The central premise of the book is that our central bank, the Federal Reserve, has been the only effective bulwark against economic malaise. But as it fills a void, it finds itself in uncharted territory.

In the face of past financial challenges, a combination of both private and public sector participants used to step up and initiate a turnaround. This time, thanks to a dysfunctional government, their fiscal programs have been comparatively non-existent while a traumatized private sector has elected to avoid risk and hoard cash.

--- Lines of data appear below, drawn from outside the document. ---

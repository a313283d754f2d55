use std::time::Duration;

use tracing::{info, warn};

use crate::checksum;
use crate::error::{DeployError, Result};
use crate::normalize::DeploymentUnit;
use crate::parameters::{self, ParameterMap};
use crate::provider::{ApplyRequest, DeploymentRecord, ParameterSource, ProvisioningApi};

/// Blocking wait between failed attempts.
///
/// Runs on the worker thread executing the unit, so a backoff never stalls
/// other units of a parallel batch.
pub trait Sleeper: Send + Sync {
    fn sleep(&self, duration: Duration);
}

#[derive(Debug, Clone, Copy, Default)]
pub struct ThreadSleeper;

impl Sleeper for ThreadSleeper {
    fn sleep(&self, duration: Duration) {
        std::thread::sleep(duration);
    }
}

#[derive(Debug, Clone, PartialEq, Eq)]
pub struct ExecutionOutcome {
    pub record: DeploymentRecord,
    pub attempts: u32,
}

/// Applies a unit's template with bounded retries and geometric backoff.
pub struct RetryingExecutor<'a> {
    api: &'a dyn ProvisioningApi,
    sleeper: &'a dyn Sleeper,
}

impl<'a> RetryingExecutor<'a> {
    pub fn new(api: &'a dyn ProvisioningApi, sleeper: &'a dyn Sleeper) -> Self {
        Self { api, sleeper }
    }

    /// Attempt the apply with the parameters produced by [`prepare`].
    ///
    /// Apply failures sleep `delay`, then `delay * backoffFactor`, and so on;
    /// the last failure becomes [`DeployError::DeploymentExhausted`].
    pub fn execute(
        &self,
        unit: &DeploymentUnit,
        merged: &ParameterMap,
        dry_run: bool,
    ) -> Result<ExecutionOutcome> {
        let parameters = if !merged.is_empty() {
            ParameterSource::Inline(merged)
        } else if let Some(file) = unit.parameters.file.as_deref() {
            ParameterSource::File(file)
        } else {
            ParameterSource::None
        };

        let request = ApplyRequest {
            deployment_name: &unit.name,
            resource_group: &unit.resource_group.name,
            template_file: &unit.template.file,
            mode: unit.mode,
            parameters,
            dry_run,
        };

        let policy = unit.retry_policy;
        let mut delay = Duration::from_secs(policy.delay_seconds);
        let mut attempt: u32 = 1;

        loop {
            info!(
                unit = %unit.name,
                attempt,
                max_attempts = policy.max_attempts,
                dry_run,
                "applying template"
            );

            match self.api.apply_template(&request) {
                Ok(record) => {
                    info!(unit = %unit.name, attempt, status = %record.status, "template applied");
                    return Ok(ExecutionOutcome {
                        record,
                        attempts: attempt,
                    });
                }
                Err(err) => {
                    let err = DeployError::provisioning(err);
                    if attempt >= policy.max_attempts {
                        return Err(DeployError::DeploymentExhausted {
                            unit: unit.name.clone(),
                            attempts: attempt,
                            last_error: err.to_string(),
                        });
                    }

                    warn!(
                        unit = %unit.name,
                        attempt,
                        delay_secs = delay.as_secs(),
                        error = %err,
                        "apply failed; retrying"
                    );
                    self.sleeper.sleep(delay);
                    delay = delay.saturating_mul(policy.backoff_factor);
                    attempt += 1;
                }
            }
        }
    }
}

/// Local checks and parameter resolution for one unit.
///
/// Touches only the filesystem, so every file, format and integrity error
/// surfaces before any provisioning call is made.
pub fn prepare(unit: &DeploymentUnit) -> Result<ParameterMap> {
    run_pre_checks(unit)?;
    parameters::resolve(&unit.parameters)
}

fn run_pre_checks(unit: &DeploymentUnit) -> Result<()> {
    if unit.pre_checks.validate_template_file && !unit.template.file.is_file() {
        return Err(DeployError::FileNotFound(unit.template.file.clone()));
    }

    checksum::verify_file(&unit.template.file, unit.template.checksum.as_deref())?;

    if unit.pre_checks.validate_parameter_file {
        if let Some(file) = unit.parameters.file.as_deref() {
            if !file.is_file() {
                return Err(DeployError::FileNotFound(file.to_path_buf()));
            }
        }
    }

    Ok(())
}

The Federal Reserve, therefore, has been hit with the sole responsibility of stimulating the economy by keeping interest rates low --- a policy that helps businesses and consumers while “taxing” lenders. This fills the vacuum created by the government that might otherwise have created programs to increase employment and economic growth. Mr. El-Erian reminds us that Congress has not crafted a budget in over five years while it has shut down the government for three weeks and brought us to a technical default thanks to debt ceilings on several occasions.

In the private sector, where we all invest our 401(k) money, there has been a decoupling of financial risk from economic risk. Financial risk is associated with stocks and bonds that reflect the perceived values of companies. Economic risk is the risk associated with actually operating companies and making decisions about hiring personnel and investing in more capital equipment. Financial risk exhibits short-term volatility, while economic risk has long pay-back periods before success or failure becomes apparent. Normally, there has been a correlation between the two types of risk, but today, the gap between them has never been wider.

While the Federal Reserve may be in uncharted waters, their actions as the only game in town have contributed to record high corporate profits, so this is not all bad --- just unsettling, because we don’t fully understand what might come next. In the meantime, our Treasury Department collects over $100 billion a year in interest on those bonds the Fed has purchased from the banks --- in return for the cash we gave them. At least that’s a plus.

Now, activist investors have successfully pressured companies to pay out those profits in the form of higher dividends or stock buy-backs --- both of which lead to increased (some would say inflated) stock prices. Corporate managers, who benefit personally from rising stock prices see little reason to spend that cash on growth that would employ more people. If they spend it on anything it would be to buy other companies to increase the size of what they get to manage --- a zero-sum game from an overall growth standpoint.

Finally, Mr. El-Erian explains why wealthy hedge fund managers, Steve Forbes and the politicians they support want to dump the Federal Reserve and return to the gold standard. It’s because they can’t trade against an investor (effectively the American Public) that has unlimited resources and the ability to make the rules.

If there has to be only one game left in town, it’s reassuring to know that the lone source of adult supervision lies with the Federal Reserve. Of the available options, they would be my choice for steering us through uncharted waters.